So, too, Juror No. 127's self-report of a permanent address in

Derry, New Hampshire, was not pulled out of thin air: he was a

New Hampshire native and had maintained his New Hampshire address

to register and insure his motor vehicle, retain his New Hampshire

driver's license, and register to vote in that state. He even had

instructed his employer to send the confirmations of the periodic

direct deposits of his wages to his New Hampshire address. We

hold, therefore, that the district court did not abuse its

discretion in finding that Juror No. 127 had not intentionally

furnished false information.

- 12 - If more were needed — and we doubt that it is — there is

nothing in the record that suggests any actual bias. The district

court impliedly found that, apart from his nonresidency, Juror No.

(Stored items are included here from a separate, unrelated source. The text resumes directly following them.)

//! Settings type definitions.
//!
//! All types use `#[serde(rename_all = "camelCase", default)]`, so a partial
//! settings file only needs the keys it changes.

mod logging;
mod providers;
mod server;

pub use logging::*;
pub use providers::*;
pub use server::*;

use serde::{Deserialize, Serialize};

/// Root settings type for the NebulaLink daemon.
///
/// Loaded from `~/.nebulalink/settings.json` with defaults applied for
/// missing fields. Example:
///
/// ```json
/// {
///   "server": { "port": 9000 },
///   "logging": { "level": "debug", "format": "json" },
///   "providers": { "backend": "simulated" }
/// }
/// ```
#[derive(Clone, Debug, Default, Serialize, Deserialize)]
#[serde(rename_all = "camelCase", default)]
pub struct NebulaSettings {
    /// Network listener and session settings.
    pub server: ServerSettings,
    /// Log output configuration.
    pub logging: LoggingSettings,
    /// Capability provider selection.
    pub providers: ProviderSettings,
}

#[cfg(test)]
mod tests {
    use super::*;

    #[test]
    fn serializes_camel_case() {
        let json = serde_json::to_value(NebulaSettings::default()).unwrap();
        assert!(json["server"].get("maxConnections").is_some());
        assert!(json["server"].get("heartbeatIntervalSecs").is_some());
        assert!(json["providers"].get("commandTimeoutSecs").is_some());
    }

    #[test]
    fn partial_json_fills_defaults() {
        let settings: NebulaSettings =
            serde_json::from_str(r#"{"server": {"port": 9001}}"#).unwrap();
        assert_eq!(settings.server.port, 9001);
        assert_eq!(settings.server.host, "127.0.0.1");
        assert_eq!(settings.logging.format, LogFormat::Pretty);
    }

    #[test]
    fn empty_object_is_default() {
        let settings: NebulaSettings = serde_json::from_str("{}").unwrap();
        assert_eq!(settings.server.port, ServerSettings::default().port);
        assert!(settings.logging.file.is_none());
    }
}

127 was fully qualified to serve. And it found no inkling of bias.

We agree that, in light of the totality of the circumstances,

neither Juror No. 127's Massachusetts residency nor his mistaken

claim of New Hampshire residency would lead a reasonable judge to

conclude that he would be unable or unwilling to weigh the evidence

even-handedly. Given the absence of anything fairly suggesting

bias on Juror No. 127's part, we affirm the district court's

determination that the appellant did not suffer any prejudice.

This leaves the appellant's constitutional claim. The

Sixth Amendment affords a criminal defendant the right to a fair

trial "by an impartial jury of the State and district" in which

the crime was committed. U.S. Const. amend. VI. Much like a

counterpart claim made under the JSSA, a Sixth Amendment challenge

to the impartiality of a jury ordinarily must be proffered in a

timely manner. See Novod,

923 F.2d at 978

; see also Queen v.

Hepburn,

11 U.S. (7 Cranch) 290, 297

(1813) (noting requirement

that objection to juror qualification based on residence must be

made before juror is sworn).

When a party is aware — or ought to be — of a juror's

nonresidence before the trial begins, and does not object timely,

he waives his right to complain that seating the juror violates

- 13 - the Sixth Amendment. See Novod,

923 F.2d at 978

; see also

Thornburg v. United States,

574 F.2d 33, 34-36

(1st Cir. 1978)

(reaching same result when alleged disqualification was lack of

English proficiency). As discussed above, the appellant's counsel

had the supplemental questionnaire indicating Juror No. 127's

Massachusetts residency before voir dire but did not interpose a

timely objection. Thus, cloaking the residency issue in the

raiment of the Sixth Amendment does not advance the appellant's

quest for a new trial.

B. Claims of Sentencing Error.

None of the appellant's four claims of sentencing error

were raised below. Consequently, our review is presumptively for

plain error. See Fed. R. Crim. P. 52(b); United States v. Duarte,

246 F.3d 56, 60

(1st Cir. 2001). "Review for plain error entails

four showings: (1) that an error occurred (2) which was clear or

obvious and which not only (3) affected the defendant's substantial

rights, but also (4) seriously impaired the fairness, integrity,

or public reputation of judicial proceedings." Duarte,

246 F.3d at 60

. The appellant, as the proponent of plain error, bears the

burden of persuasion on each facet of this quadripartite test.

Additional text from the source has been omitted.